Work item: Find the word "level" in the data below and copy each line that holds it.

[Provided data Boundary: Start]

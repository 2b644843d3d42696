// Live-preview decoration builder.
//
// Maps syntax nodes to decorations. Markers on lines holding a selection head
// stay visible so the raw markdown can be edited there.

use std::collections::BTreeSet;
use std::sync::OnceLock;

use regex::Regex;

use super::decoration::{Decoration, DecorationSet, LineClass, MarkStyle, Widget};
use super::document::Document;
use super::selection::EditorSelection;
use super::syntax::{NodeKind, SyntaxNode, SyntaxTree};

fn bullet_pattern() -> &'static Regex {
    static RE: OnceLock<Regex> = OnceLock::new();
    RE.get_or_init(|| Regex::new(r"^[-*+](\s+)?$").expect("valid bullet regex"))
}

fn ordered_pattern() -> &'static Regex {
    static RE: OnceLock<Regex> = OnceLock::new();
    RE.get_or_init(|| Regex::new(r"^\d+[.)]").expect("valid ordered list regex"))
}

fn image_pattern() -> &'static Regex {
    static RE: OnceLock<Regex> = OnceLock::new();
    RE.get_or_init(|| Regex::new(r"!\[(.*?)\]\((.*?)\)").expect("valid image regex"))
}

/// 1-based numbers of the lines holding a selection head.
#[derive(Debug, Clone, Default, PartialEq, Eq)]
pub struct ActiveLineSet(BTreeSet<usize>);

impl ActiveLineSet {
    pub fn from_selection(doc: &Document, selection: &EditorSelection) -> Self {
        Self(selection.heads().map(|head| doc.line_at(head).number).collect())
    }

    pub fn contains(&self, line: usize) -> bool {
        self.0.contains(&line)
    }
}

struct Rules<'a> {
    doc: &'a Document,
    active: ActiveLineSet,
    out: Vec<Decoration>,
}

impl Rules<'_> {
    fn is_active(&self, node: &SyntaxNode) -> bool {
        self.active.contains(self.doc.line_at(node.from).number)
    }

    fn text(&self, node: &SyntaxNode) -> String {
        self.doc.slice(node.from, node.to).unwrap_or_default()
    }

    fn line_start(&self, offset: usize) -> usize {
        self.doc.line_at(offset).from
    }

    fn hide(&mut self, node: &SyntaxNode) {
        self.out.push(Decoration::hide(node.from, node.to));
    }

    // Hides the marker plus one trailing space; past the end there is no space
    fn hide_with_space(&mut self, node: &SyntaxNode) {
        let to = match self.doc.char_at(node.to) {
            Some(' ') => node.to + 1,
            _ => node.to,
        };
        self.out.push(Decoration::hide(node.from, to));
    }

    fn visit(&mut self, node: &SyntaxNode) {
        match node.kind {
            NodeKind::Heading { level } => {
                let at = self.line_start(node.from);
                self.out.push(Decoration::line(at, LineClass::Heading(level)));
            }
            NodeKind::HeaderMark | NodeKind::QuoteMark => {
                if !self.is_active(node) {
                    self.hide_with_space(node);
                }
            }
            NodeKind::StrongEmphasis => {
                self.out.push(Decoration::mark(node.from, node.to, MarkStyle::Bold));
            }
            NodeKind::Emphasis => {
                self.out.push(Decoration::mark(node.from, node.to, MarkStyle::Italic));
            }
            NodeKind::EmphasisMark | NodeKind::CodeMark | NodeKind::LinkMark | NodeKind::Url => {
                if !self.is_active(node) {
                    self.hide(node);
                }
            }
            NodeKind::ListMark => {
                // Independent rules: both may fire on the same marker
                self.bullet_marker(node);
                self.ordered_marker(node);
            }
            NodeKind::Blockquote => {
                let at = self.line_start(node.from);
                self.out.push(Decoration::line(at, LineClass::Blockquote));
            }
            NodeKind::InlineCode => {
                self.out.push(Decoration::mark(node.from, node.to, MarkStyle::InlineCode));
            }
            NodeKind::FencedCode => {
                let first = self.doc.line_at(node.from).number;
                let last = self.doc.line_at(node.to).number;
                for number in first..=last {
                    if let Some(line) = self.doc.line(number) {
                        self.out.push(Decoration::line(line.from, LineClass::CodeBlock));
                    }
                }
            }
            NodeKind::HorizontalRule => {
                if !self.is_active(node) {
                    self.out.push(Decoration::replace(node.from, node.to, Widget::Divider));
                }
            }
            NodeKind::Link => {
                self.out.push(Decoration::mark(node.from, node.to, MarkStyle::Link));
            }
            NodeKind::Image => {
                if !self.is_active(node) {
                    self.image(node);
                }
            }
            NodeKind::Paragraph
            | NodeKind::SetextHeading { .. }
            | NodeKind::Strikethrough
            | NodeKind::StrikethroughMark
            | NodeKind::BulletList
            | NodeKind::OrderedList
            | NodeKind::ListItem
            | NodeKind::Task
            | NodeKind::CodeInfo
            | NodeKind::CodeBlock
            | NodeKind::LinkLabel
            | NodeKind::Autolink
            | NodeKind::Table
            | NodeKind::HtmlBlock => {}
        }
    }

    fn bullet_marker(&mut self, node: &SyntaxNode) {
        if self.is_active(node) {
            return;
        }
        if bullet_pattern().is_match(&self.text(node)) {
            self.out.push(Decoration::replace(node.from, node.to, Widget::Bullet));
        }
    }

    fn ordered_marker(&mut self, node: &SyntaxNode) {
        if ordered_pattern().is_match(&self.text(node)) {
            self.out
                .push(Decoration::mark(node.from, node.to, MarkStyle::OrderedListMarker));
        }
    }

    // Malformed image syntax yields nothing
    fn image(&mut self, node: &SyntaxNode) {
        let text = self.text(node);
        let Some(caps) = image_pattern().captures(&text) else {
            return;
        };
        let widget = Widget::Image {
            src: caps[2].to_string(),
            alt: caps[1].to_string(),
        };
        self.out.push(Decoration::replace(node.from, node.to, widget));
    }
}

/// Builds the live-preview decorations for one `(document, tree, selection)`
/// snapshot. Pure: identical inputs give identical output.
pub fn build_decorations(doc: &Document, tree: &SyntaxTree, selection: &EditorSelection) -> DecorationSet {
    let mut rules = Rules {
        doc,
        active: ActiveLineSet::from_selection(doc, selection),
        out: Vec::new(),
    };

    for node in tree.iter() {
        rules.visit(node);
    }

    DecorationSet::from_requests(rules.out)
}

[Provided data Boundary: End]

Written response:
            NodeKind::Heading { level } => {
                self.out.push(Decoration::line(at, LineClass::Heading(level)));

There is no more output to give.